**TASK TO CARRY OUT**
Number of lines with "conceded" in the data: give that figure by itself.

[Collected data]
<<<<
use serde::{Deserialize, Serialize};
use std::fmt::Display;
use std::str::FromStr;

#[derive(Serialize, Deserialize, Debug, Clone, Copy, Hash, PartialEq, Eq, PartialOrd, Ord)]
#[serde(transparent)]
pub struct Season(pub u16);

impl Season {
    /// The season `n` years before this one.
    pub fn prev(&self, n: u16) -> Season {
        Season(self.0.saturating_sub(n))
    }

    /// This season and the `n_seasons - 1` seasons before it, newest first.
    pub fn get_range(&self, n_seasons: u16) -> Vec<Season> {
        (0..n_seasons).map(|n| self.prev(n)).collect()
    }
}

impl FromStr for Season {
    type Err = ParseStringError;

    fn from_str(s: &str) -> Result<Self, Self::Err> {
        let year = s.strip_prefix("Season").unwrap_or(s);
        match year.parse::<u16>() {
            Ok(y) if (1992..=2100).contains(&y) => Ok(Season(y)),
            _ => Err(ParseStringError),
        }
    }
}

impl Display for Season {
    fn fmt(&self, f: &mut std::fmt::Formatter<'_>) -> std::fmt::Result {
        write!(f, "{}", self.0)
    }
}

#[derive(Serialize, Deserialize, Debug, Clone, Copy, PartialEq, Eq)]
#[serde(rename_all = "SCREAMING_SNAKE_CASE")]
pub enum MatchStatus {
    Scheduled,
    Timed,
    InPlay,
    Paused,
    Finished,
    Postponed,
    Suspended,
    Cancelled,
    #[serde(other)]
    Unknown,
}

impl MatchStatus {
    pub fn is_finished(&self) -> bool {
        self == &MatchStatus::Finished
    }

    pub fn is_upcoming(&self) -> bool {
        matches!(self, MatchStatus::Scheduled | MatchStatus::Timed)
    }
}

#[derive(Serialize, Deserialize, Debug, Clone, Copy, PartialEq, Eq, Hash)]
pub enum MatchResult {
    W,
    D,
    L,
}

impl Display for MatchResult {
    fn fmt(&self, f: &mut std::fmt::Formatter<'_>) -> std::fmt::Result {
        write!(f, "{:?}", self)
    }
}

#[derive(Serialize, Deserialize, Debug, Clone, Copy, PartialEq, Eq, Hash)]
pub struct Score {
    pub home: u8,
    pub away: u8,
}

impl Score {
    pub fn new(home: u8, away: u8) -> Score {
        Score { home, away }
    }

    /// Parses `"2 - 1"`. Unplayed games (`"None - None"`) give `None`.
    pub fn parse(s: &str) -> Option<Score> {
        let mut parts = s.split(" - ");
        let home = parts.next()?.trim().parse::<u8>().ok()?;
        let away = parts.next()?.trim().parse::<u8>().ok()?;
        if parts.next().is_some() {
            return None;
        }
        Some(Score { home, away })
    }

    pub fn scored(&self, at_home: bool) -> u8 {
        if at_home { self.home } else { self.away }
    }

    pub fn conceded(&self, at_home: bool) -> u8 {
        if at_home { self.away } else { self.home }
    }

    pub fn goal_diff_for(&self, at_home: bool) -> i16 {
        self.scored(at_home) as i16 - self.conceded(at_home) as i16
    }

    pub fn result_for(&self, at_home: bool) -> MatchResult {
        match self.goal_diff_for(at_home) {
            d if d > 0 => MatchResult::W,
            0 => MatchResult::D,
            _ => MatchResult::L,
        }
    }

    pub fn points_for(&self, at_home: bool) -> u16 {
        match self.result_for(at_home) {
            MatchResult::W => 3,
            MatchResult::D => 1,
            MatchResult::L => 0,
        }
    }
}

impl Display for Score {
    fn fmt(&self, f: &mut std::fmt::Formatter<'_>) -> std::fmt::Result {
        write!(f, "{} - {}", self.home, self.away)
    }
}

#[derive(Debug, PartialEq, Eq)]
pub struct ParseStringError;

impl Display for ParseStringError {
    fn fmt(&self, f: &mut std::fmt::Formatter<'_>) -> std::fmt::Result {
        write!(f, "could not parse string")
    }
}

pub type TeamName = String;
>>>>
<<<<
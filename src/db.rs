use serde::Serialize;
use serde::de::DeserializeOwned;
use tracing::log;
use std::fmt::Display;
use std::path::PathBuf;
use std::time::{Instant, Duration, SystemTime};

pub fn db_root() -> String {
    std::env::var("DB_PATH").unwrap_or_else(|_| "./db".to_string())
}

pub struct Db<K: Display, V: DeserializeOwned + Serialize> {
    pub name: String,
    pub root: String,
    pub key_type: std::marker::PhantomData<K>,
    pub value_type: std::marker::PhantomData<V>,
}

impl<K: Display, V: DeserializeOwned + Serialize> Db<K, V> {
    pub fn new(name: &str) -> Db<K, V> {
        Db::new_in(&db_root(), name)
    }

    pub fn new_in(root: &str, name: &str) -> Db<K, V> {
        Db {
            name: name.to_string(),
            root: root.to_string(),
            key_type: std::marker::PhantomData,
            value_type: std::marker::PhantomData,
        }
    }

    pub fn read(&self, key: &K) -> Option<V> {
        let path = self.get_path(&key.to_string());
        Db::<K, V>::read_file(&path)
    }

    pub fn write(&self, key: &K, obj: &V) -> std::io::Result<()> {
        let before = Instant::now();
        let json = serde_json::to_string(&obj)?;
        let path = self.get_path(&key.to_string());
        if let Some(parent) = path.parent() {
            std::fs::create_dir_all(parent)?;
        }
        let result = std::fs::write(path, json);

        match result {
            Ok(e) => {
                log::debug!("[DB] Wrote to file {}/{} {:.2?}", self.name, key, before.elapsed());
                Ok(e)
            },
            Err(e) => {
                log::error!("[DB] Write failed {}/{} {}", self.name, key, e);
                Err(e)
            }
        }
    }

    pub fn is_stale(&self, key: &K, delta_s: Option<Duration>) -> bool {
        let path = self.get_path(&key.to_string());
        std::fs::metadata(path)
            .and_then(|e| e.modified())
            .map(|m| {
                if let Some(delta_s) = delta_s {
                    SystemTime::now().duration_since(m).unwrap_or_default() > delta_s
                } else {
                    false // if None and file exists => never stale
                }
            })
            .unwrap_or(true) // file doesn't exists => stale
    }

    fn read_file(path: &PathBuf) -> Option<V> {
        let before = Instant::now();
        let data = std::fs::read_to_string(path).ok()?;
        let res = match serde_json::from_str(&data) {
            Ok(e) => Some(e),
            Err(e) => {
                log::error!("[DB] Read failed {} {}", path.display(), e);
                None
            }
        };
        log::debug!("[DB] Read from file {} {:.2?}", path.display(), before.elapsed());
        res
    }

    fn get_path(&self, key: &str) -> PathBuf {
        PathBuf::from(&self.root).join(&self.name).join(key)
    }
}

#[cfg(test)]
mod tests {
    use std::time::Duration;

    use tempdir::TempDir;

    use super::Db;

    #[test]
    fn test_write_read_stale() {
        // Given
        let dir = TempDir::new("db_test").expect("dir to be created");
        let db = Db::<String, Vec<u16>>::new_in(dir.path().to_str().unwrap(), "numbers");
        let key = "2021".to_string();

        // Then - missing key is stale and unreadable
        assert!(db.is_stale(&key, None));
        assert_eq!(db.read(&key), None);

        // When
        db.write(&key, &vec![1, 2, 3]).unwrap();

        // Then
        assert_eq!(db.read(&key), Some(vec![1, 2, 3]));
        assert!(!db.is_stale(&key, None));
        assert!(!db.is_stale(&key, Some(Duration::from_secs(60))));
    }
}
>>>>
**TASK RESPONSE**
2